Thursday, 29 September 2011

Dostoyevsky: The Double - Fear and Loathing in St Petersburg.


Did you ever have a moment in your life when you act in such a way that you dont recognise yourself - as if you were looking in from outside? Well old FD seems to have or rather young written alongside Poor Folk when he was 26. That very 20th century form the existential novel seems to have a forebear here in Dostoevsky's second work and first traditional novel.

It was a critical failure at the time apparently particularly amongst the left intelligentsia who had seen (and overstated I think) in D's first work a new voice exploring the poverty and inequities of Tsarist Russia. But it was so important to the writer that he spent many years re-writing it when he got out of his Siberian exile.

Narratively the work is "fantastic" in that it deals with a middle ranking civil servant in mid nineteenth century St Petersburg confronting some one who is his literal doppelganger. Yet although they start on friendly terms the double soon undermines him at work, humiliates him in front of women and makes him pay for ten pastries he buys and consumes at a German bakers!

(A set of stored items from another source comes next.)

//! Claim engine orchestration
//!
//! [`RewardDistribution`] owns the registry, epoch ledger, claim tracker,
//! and vault, plus the asset-transfer collaborator and the event log. Every
//! operation takes the caller's identity explicitly; administrator-only
//! operations compare it against the stored owner.
//!
//! # Claim ordering
//!
//! A claim runs: resolve epoch, verify proof, check claimed-state, precheck
//! vault funding, mark claimed, debit vault, transfer out. The mark commits
//! *before* the payout side effect runs, so a collaborator that could
//! re-enter the claim path can never observe an unclaimed entitlement that
//! is about to be paid. The funding precheck runs before the mark, so an
//! underfunded vault never consumes an entitlement.

use crate::assets::AssetTransfer;
use crate::claims::ClaimTracker;
use crate::epoch::{EpochEntry, EpochLedger};
use crate::error::{EngineError, EngineResult};
use crate::event::Event;
use crate::registry::TokenRegistry;
use crate::vault::RewardVault;
use rewards_merkle::verify_proof;
use rewards_primitives::{entitlement_leaf, Address, Amount, Hash256, TokenId};

/// The reward distribution engine.
///
/// All mutating operations take `&mut self`: the engine assumes an
/// externally serialized single writer, as the borrow checker enforces
/// in-process. A host fronting concurrent claim submissions must serialize
/// claim processing (at minimum per `(epoch, recipient)` key) before
/// calling in, or the at-most-once claim invariant cannot be preserved.
#[derive(Clone)]
pub struct RewardDistribution<A: AssetTransfer> {
    owner: Address,
    registry: TokenRegistry,
    epochs: EpochLedger,
    claims: ClaimTracker,
    vault: RewardVault,
    assets: A,
    events: Vec<Event>,
}

impl<A: AssetTransfer> RewardDistribution<A> {
    /// Create an engine administered by `owner`.
    pub fn new(owner: Address, assets: A) -> Self {
        Self {
            owner,
            registry: TokenRegistry::new(),
            epochs: EpochLedger::new(),
            claims: ClaimTracker::new(),
            vault: RewardVault::new(),
            assets,
            events: Vec::new(),
        }
    }

    /// Create an engine with one token pre-whitelisted, as a deployment
    /// would configure its initial reward token.
    pub fn with_token(owner: Address, token: TokenId, assets: A) -> EngineResult<Self> {
        let mut engine = Self::new(owner, assets);
        engine.registry.add(token)?;
        engine.events.push(Event::TokenWhitelisted { token });
        Ok(engine)
    }

    fn ensure_owner(&self, caller: Address) -> EngineResult<()> {
        if caller != self.owner {
            return Err(EngineError::Unauthorized(caller));
        }
        Ok(())
    }

    fn ensure_accepted(&self, token: TokenId) -> EngineResult<()> {
        if !self.registry.is_accepted(token) {
            return Err(EngineError::InvalidToken(token));
        }
        Ok(())
    }

    // --- Administrative interface ---

    /// Whitelist a reward token. Re-adding is a no-op (no event).
    pub fn add_token(&mut self, caller: Address, token: TokenId) -> EngineResult<()> {
        self.ensure_owner(caller)?;
        if self.registry.add(token)? {
            self.events.push(Event::TokenWhitelisted { token });
        }
        Ok(())
    }

    /// Remove a token from the whitelist. Removing an absent token is a
    /// no-op (no event). Existing epochs for the token stay claimable.
    pub fn remove_token(&mut self, caller: Address, token: TokenId) -> EngineResult<()> {
        self.ensure_owner(caller)?;
        if self.registry.remove(token) {
            self.events.push(Event::TokenRemoved { token });
        }
        Ok(())
    }

    /// Publish a new epoch for a (root, token) pair and return its number.
    pub fn add_merkle_root(
        &mut self,
        caller: Address,
        root: Hash256,
        token: TokenId,
    ) -> EngineResult<u64> {
        self.ensure_owner(caller)?;
        self.ensure_accepted(token)?;
        let epoch = self.epochs.append(root, token);
        self.events.push(Event::MerkleRootAdded { epoch, root, token });
        Ok(epoch)
    }

    /// Replace the latest epoch's (root, token) pair in place.
    pub fn update_merkle_root(
        &mut self,
        caller: Address,
        root: Hash256,
        token: TokenId,
    ) -> EngineResult<()> {
        self.ensure_owner(caller)?;
        self.ensure_accepted(token)?;
        let epoch = self.epochs.update_latest(root, token)?;
        self.events.push(Event::MerkleRootUpdated { epoch, root, token });
        Ok(())
    }

    // --- Deposit interface ---

    /// Deposit `amount` of `token` into the vault.
    ///
    /// For the native token, `attached_value` must equal `amount` exactly;
    /// for whitelisted tokens, the asset collaborator pulls `amount` from
    /// the depositor (allowance-style) and `attached_value` is ignored.
    pub fn deposit(
        &mut self,
        caller: Address,
        token: TokenId,
        amount: Amount,
        attached_value: Amount,
    ) -> EngineResult<()> {
        self.ensure_accepted(token)?;
        if amount == 0 {
            return Err(EngineError::InvalidAmount);
        }
        if token.is_native() && attached_value != amount {
            return Err(EngineError::InsufficientBalance {
                token,
                available: attached_value,
                requested: amount,
            });
        }
        self.assets.transfer_in(token, caller, amount, attached_value)?;
        self.vault.credit(token, amount)?;
        self.events.push(Event::RewardAdded { token, amount });
        Ok(())
    }

    // --- Claim interface ---

    /// Claim the caller's entitlement for `epoch`.
    ///
    /// The proof must show that `(caller, amount)` is committed into the
    /// epoch's published root. A wrong amount or wrong epoch surfaces as
    /// `InvalidProof`, since the leaf binds both.
    pub fn claim(
        &mut self,
        caller: Address,
        epoch: u64,
        amount: Amount,
        proof: &[Hash256],
    ) -> EngineResult<()> {
        let EpochEntry { root, token } = *self.epochs.get(epoch)?;

        let leaf = entitlement_leaf(caller, amount);
        if !verify_proof(leaf, root, proof) {
            return Err(EngineError::InvalidProof);
        }

        if self.claims.is_claimed(epoch, caller) {
            return Err(EngineError::RewardAlreadyClaimed {
                epoch,
                recipient: caller,
            });
        }

        // Funding precheck before the mark: an underfunded vault must not
        // consume the entitlement.
        self.vault.ensure_available(token, amount)?;

        // Mark before paying out. The collaborator call is the only step
        // that can fail past this point; on failure both mutations are
        // rolled back so no partial state escapes the request.
        self.claims.mark(epoch, caller)?;
        self.vault.debit(token, amount)?;
        if let Err(e) = self.assets.transfer_out(token, caller, amount) {
            // Restoring the just-debited amount cannot overflow.
            self.vault.credit(token, amount).ok();
            self.claims.clear(epoch, caller);
            return Err(e);
        }

        self.events.push(Event::RewardClaimed {
            recipient: caller,
            amount,
        });
        Ok(())
    }

    // --- Read interface ---

    /// The administrator identity
    pub fn owner(&self) -> Address {
        self.owner
    }

    /// Current epoch count; 0 before the first root is published
    pub fn current_epoch(&self) -> u64 {
        self.epochs.current()
    }

    /// The (root, token) pair published for an epoch
    pub fn merkle_root(&self, epoch: u64) -> EngineResult<EpochEntry> {
        self.epochs.get(epoch).copied()
    }

    /// Whether a token is whitelisted
    pub fn is_whitelisted(&self, token: TokenId) -> bool {
        self.registry.is_whitelisted(token)
    }

    /// Whitelisted tokens in insertion order
    pub fn white_list_tokens(&self) -> &[TokenId] {
        self.registry.tokens()
    }

    /// Whether a recipient has claimed for an epoch
    pub fn is_claimed(&self, epoch: u64, recipient: Address) -> bool {
        self.claims.is_claimed(epoch, recipient)
    }

    /// Current vault balance for a token
    pub fn vault_balance(&self, token: TokenId) -> Amount {
        self.vault.balance(token)
    }

    /// Events emitted so far, oldest first
    pub fn events(&self) -> &[Event] {
        &self.events
    }

    /// Drain the event log
    pub fn take_events(&mut self) -> Vec<Event> {
        std::mem::take(&mut self.events)
    }

    /// The asset collaborator (read access for tests and hosts)
    pub fn assets(&self) -> &A {
        &self.assets
    }
}
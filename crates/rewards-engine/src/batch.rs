//! Batched engine calls
//!
//! A batch executes an ordered sequence of engine calls against the same
//! state as one atomic unit. The policy is all-or-nothing: the first
//! failing call restores the pre-batch state (engine and asset ledger
//! alike) and its precise error kind is surfaced, so a recipient claiming
//! several epochs either receives every payout or none.

use crate::assets::AssetTransfer;
use crate::engine::RewardDistribution;
use crate::error::EngineResult;
use rewards_primitives::{Address, Amount, Hash256, TokenId};
use serde::{Deserialize, Serialize};

/// One call inside a batch
#[derive(Debug, Clone, PartialEq, Eq, Serialize, Deserialize)]
#[serde(rename_all = "camelCase", tag = "op")]
pub enum EngineCall {
    /// Claim the caller's entitlement for an epoch
    Claim {
        epoch: u64,
        amount: Amount,
        proof: Vec<Hash256>,
    },

    /// Deposit into the vault
    Deposit {
        token: TokenId,
        amount: Amount,
        attached_value: Amount,
    },
}

impl<A: AssetTransfer + Clone> RewardDistribution<A> {
    /// Execute `calls` in order as an atomic unit.
    ///
    /// Requires `A: Clone` so the asset ledger participates in the
    /// snapshot; a host with an external ledger should front this with its
    /// own transaction mechanism instead.
    pub fn execute_batch(&mut self, caller: Address, calls: &[EngineCall]) -> EngineResult<()> {
        let snapshot = self.clone();
        for call in calls {
            let result = match call {
                EngineCall::Claim { epoch, amount, proof } => {
                    self.claim(caller, *epoch, *amount, proof)
                }
                EngineCall::Deposit { token, amount, attached_value } => {
                    self.deposit(caller, *token, *amount, *attached_value)
                }
            };
            if let Err(e) = result {
                *self = snapshot;
                return Err(e);
            }
        }
        Ok(())
    }
}
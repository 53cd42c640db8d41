//! Domain errors for Appraisal

use thiserror::Error;

use crate::value_objects::Category;

/// Core domain errors
#[derive(Error, Debug, Clone, PartialEq)]
pub enum DomainError {
    #[error("cannot add a duplicate assessment category: {category}")]
    DuplicateAssessmentCategory { category: Category },

    #[error("review has already been completed")]
    ReviewAlreadyCompleted,

    #[error("only the designated reviewer can mark a review as completed")]
    ReviewerExpected,
}

/// Result type alias for domain operations
pub type DomainResult<T> = Result<T, DomainError>;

Through this unusal prism FD explores the static nature of Russian feudalism, as in Poor Folk, the frustration of accepting without question such an unfair society. Yet to the chagrin of the critics he doesnt do it through a downtrodden serf or a decadent aristocratic but a pompous bureaucrat with a servant who he treats pretty badly.

But Golyadkin, the name of the dual character, is collapsing. His other doesn't appear in the work until after he's spent a morning skiving off work, wandering around shops promising to pay for stuff and then not, tried to get medication from his doctor and he has humiliated himself in front of a beautiful woman whilst at a party. Sounds like a modern tale !

I think all of these events are a catalyst for the self-examination which is externalised with the appearance of his look - a - likey. The passages where Golyadkin examines his faults and then pulls back to put a superficial brave face on it to admit everything is fine are painful to read yet anyone who has ever had self-doubt (which I would hope is everyone) will clearly identify with them. The problem is every time he resolves to make the best of things his double appears and stamps all over them

Golyadkin goes even further though ending up being carted away by his sinister doctor to an asylum we guess lost in the throes of mental illness crying "I think Im all right". I think the work is a brilliant examination of mental disintegration and the feeling of not having a place in a society which is completely reliant on structure. Golyadkin is an outsider who doesnt want to be - indeed in one of the passages he accuses his double of being disdainful of the rightful order of things.

Way ahead of its time in many ways but strangely it is quite contemporary - the sense of 1840s St.Petersburg is palpable - indeed the sub-title of the work is A Petersburg Poem. Reference is made to music and prose of the time (again like Poor Folk).
The tale works if you believe it is possible you can have an absolute double or if you view it as a sort of fantasy but I really think it is more about the single, the struggle that we all have as individuals to keep things together particularly when someone (who looks very much like ourselves) is trying to rip them apart.

I saw after finishing this that the guy out the IT crowd is going to direct a movie of the book - which again is pretty short 130 pages. I'm not surprised the attraction given its universal themes. But for me it was a real surprise as a piece. but a pleasant one.